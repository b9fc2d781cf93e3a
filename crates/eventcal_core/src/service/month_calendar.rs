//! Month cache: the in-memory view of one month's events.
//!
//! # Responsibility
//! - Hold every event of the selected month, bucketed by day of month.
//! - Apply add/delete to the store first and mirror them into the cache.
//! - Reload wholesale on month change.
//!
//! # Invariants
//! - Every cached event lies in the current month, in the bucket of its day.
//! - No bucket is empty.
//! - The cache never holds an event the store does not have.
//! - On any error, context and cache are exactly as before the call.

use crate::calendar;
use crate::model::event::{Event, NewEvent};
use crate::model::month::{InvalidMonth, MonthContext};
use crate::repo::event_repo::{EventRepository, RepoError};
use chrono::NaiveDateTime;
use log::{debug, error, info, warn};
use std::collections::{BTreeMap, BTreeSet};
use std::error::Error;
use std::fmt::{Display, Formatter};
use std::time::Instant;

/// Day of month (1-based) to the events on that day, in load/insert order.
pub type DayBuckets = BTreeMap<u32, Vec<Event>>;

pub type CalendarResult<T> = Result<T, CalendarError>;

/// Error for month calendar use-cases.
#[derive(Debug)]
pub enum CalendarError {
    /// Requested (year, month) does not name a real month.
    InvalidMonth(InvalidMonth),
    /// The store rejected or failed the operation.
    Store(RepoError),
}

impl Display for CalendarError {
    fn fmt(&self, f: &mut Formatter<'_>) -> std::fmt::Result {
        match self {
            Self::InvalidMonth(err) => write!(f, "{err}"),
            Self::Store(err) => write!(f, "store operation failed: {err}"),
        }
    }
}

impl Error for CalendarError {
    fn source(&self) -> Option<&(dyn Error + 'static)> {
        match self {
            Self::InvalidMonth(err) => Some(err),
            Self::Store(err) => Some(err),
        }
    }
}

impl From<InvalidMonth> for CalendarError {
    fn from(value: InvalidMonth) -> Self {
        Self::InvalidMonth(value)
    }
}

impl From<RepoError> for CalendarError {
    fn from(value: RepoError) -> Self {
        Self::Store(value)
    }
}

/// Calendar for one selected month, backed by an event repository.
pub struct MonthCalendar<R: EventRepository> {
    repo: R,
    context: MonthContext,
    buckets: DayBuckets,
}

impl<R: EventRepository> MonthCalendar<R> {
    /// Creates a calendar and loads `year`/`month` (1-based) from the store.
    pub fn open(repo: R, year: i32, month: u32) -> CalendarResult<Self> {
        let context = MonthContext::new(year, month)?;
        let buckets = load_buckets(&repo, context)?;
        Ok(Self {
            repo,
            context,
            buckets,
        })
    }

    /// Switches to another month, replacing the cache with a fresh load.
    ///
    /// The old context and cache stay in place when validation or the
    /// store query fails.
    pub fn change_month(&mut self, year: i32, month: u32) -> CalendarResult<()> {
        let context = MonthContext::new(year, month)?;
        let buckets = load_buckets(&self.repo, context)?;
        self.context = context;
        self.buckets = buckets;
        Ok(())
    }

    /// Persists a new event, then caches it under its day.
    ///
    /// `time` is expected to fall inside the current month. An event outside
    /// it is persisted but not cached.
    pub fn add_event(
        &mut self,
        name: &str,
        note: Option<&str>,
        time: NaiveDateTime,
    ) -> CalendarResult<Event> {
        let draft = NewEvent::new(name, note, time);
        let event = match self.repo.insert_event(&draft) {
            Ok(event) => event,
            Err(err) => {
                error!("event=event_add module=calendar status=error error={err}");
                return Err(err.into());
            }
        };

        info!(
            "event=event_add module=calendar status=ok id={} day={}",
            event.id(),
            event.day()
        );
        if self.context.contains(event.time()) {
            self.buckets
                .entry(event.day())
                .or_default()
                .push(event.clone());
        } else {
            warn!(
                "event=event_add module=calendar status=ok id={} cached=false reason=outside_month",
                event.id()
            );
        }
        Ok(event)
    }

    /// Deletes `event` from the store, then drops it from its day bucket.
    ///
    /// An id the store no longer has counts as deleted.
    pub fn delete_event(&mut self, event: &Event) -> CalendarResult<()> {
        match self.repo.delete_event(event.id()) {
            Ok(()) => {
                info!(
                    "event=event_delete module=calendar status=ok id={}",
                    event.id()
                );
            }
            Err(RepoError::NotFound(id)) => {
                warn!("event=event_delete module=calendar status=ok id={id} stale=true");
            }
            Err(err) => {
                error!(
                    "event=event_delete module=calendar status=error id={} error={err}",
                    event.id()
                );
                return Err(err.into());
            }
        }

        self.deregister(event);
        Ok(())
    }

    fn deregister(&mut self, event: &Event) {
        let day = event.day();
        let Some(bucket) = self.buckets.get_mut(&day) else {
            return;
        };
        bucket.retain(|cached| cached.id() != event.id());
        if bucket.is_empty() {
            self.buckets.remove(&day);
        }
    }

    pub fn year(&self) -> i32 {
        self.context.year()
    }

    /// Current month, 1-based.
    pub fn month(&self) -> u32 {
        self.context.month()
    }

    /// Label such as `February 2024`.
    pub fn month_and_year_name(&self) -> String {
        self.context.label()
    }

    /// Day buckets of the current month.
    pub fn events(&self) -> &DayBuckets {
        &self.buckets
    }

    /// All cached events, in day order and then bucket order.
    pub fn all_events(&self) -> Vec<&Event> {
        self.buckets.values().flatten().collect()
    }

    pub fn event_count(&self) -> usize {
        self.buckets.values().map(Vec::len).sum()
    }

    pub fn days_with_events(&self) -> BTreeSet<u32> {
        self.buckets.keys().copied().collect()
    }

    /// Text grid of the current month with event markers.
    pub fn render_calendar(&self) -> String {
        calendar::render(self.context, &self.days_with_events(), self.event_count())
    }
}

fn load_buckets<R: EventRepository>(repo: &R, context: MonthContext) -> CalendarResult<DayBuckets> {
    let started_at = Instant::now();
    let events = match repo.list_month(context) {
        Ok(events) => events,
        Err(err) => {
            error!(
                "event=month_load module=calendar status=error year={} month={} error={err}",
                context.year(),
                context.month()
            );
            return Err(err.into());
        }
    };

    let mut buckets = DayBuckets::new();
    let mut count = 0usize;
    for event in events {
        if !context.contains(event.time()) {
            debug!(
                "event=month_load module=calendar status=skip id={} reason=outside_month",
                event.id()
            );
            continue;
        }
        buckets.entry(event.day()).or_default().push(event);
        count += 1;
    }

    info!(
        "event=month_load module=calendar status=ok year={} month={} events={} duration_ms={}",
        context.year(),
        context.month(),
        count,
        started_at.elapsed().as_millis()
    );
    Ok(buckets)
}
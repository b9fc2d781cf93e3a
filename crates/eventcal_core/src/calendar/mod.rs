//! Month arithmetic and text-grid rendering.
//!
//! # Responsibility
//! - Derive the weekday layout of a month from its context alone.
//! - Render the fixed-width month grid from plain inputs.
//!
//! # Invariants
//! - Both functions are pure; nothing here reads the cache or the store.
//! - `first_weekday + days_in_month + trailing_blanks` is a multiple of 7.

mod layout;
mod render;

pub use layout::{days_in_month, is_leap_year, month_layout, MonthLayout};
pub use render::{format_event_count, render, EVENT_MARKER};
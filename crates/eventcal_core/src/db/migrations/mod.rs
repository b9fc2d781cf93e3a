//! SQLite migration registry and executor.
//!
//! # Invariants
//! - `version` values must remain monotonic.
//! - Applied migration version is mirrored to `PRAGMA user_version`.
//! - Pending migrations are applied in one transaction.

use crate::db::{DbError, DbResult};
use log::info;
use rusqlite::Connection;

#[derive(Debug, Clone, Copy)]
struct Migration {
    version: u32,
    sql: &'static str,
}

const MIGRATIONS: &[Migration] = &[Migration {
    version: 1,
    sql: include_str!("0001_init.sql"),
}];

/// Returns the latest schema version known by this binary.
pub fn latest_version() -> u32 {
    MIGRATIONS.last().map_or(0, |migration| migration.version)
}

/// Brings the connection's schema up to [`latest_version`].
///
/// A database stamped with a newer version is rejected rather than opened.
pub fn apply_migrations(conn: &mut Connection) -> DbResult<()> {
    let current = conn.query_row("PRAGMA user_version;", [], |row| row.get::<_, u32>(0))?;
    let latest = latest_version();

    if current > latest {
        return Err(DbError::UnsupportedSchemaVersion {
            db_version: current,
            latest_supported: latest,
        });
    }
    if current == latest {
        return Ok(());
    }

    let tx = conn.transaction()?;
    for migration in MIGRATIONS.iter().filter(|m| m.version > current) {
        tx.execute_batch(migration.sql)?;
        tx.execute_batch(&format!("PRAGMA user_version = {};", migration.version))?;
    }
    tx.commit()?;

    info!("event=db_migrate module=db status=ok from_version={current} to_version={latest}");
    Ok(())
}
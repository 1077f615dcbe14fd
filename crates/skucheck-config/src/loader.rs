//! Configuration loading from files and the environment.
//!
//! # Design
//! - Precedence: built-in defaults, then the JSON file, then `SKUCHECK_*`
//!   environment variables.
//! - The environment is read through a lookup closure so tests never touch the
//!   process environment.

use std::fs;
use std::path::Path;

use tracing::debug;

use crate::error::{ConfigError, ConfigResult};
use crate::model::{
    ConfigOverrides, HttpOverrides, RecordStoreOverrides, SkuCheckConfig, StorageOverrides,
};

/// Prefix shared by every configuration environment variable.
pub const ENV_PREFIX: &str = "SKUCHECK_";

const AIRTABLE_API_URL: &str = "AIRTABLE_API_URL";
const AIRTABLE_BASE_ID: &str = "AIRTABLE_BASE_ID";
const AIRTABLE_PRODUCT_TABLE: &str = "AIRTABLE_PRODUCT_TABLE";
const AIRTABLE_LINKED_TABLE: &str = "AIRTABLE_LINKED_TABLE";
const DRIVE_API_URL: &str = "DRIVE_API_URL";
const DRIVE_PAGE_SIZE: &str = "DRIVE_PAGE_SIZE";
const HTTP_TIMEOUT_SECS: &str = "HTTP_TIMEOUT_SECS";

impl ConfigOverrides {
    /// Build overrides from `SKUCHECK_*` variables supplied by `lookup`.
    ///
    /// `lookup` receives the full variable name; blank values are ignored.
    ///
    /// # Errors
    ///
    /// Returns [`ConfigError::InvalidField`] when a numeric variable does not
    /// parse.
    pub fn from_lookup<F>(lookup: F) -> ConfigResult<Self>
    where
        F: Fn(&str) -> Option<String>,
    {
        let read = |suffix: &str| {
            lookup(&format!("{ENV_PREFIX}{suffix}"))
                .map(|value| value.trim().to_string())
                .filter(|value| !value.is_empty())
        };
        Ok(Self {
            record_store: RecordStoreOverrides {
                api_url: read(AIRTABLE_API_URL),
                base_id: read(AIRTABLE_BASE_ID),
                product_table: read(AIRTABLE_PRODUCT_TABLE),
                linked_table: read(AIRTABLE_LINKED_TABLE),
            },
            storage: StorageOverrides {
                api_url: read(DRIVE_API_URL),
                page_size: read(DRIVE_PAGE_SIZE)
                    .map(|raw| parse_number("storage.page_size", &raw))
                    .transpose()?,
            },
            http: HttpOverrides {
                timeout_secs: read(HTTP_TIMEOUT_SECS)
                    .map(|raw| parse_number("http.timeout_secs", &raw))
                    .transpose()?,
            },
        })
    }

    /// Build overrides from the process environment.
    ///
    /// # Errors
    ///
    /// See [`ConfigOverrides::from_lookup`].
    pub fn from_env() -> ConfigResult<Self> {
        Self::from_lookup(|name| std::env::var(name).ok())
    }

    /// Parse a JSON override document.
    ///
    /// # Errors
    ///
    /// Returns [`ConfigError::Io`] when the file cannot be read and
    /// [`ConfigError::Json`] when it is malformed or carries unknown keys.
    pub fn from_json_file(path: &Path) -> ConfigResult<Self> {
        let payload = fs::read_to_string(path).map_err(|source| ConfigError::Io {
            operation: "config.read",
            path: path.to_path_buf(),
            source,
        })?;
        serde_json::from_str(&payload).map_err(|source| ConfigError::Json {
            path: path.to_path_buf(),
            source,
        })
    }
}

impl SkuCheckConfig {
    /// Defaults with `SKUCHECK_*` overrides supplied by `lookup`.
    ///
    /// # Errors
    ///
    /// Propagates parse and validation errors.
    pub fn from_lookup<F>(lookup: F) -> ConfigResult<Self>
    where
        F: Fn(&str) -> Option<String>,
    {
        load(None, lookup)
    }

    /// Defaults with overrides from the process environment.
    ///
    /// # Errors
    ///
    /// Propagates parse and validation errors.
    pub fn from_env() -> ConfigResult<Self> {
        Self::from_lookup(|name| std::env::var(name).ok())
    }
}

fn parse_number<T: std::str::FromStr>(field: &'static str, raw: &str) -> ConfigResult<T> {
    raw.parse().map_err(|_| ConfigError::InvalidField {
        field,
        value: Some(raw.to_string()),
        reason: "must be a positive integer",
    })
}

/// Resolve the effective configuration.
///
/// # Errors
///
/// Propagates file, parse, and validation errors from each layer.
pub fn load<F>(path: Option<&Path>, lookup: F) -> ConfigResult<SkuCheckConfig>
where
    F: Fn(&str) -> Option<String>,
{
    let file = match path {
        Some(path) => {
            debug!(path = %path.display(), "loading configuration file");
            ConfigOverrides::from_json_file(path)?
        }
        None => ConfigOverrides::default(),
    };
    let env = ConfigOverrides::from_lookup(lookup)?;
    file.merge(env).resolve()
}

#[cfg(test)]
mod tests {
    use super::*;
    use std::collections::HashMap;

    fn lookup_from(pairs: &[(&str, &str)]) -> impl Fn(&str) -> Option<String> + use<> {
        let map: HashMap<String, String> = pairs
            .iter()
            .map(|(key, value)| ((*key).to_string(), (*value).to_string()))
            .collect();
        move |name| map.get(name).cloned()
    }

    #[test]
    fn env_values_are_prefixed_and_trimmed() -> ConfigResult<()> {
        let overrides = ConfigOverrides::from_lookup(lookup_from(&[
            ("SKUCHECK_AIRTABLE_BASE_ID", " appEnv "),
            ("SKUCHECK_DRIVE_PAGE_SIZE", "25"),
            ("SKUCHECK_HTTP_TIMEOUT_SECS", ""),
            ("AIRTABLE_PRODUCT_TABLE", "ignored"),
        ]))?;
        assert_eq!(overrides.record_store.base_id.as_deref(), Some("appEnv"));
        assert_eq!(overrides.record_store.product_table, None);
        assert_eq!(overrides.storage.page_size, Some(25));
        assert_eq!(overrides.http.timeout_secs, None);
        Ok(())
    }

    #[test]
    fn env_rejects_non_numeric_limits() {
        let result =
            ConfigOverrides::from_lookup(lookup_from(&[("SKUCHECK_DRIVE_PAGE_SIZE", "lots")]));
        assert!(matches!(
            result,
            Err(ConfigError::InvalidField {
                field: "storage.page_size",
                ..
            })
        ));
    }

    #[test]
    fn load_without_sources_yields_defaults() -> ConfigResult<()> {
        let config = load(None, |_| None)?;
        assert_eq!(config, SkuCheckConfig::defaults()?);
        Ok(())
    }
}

***

Filter the records above, keeping each line that contains the word "else".

> Solution for this problem
        } else {
        let Some(bucket) = self.buckets.get_mut(&day) else {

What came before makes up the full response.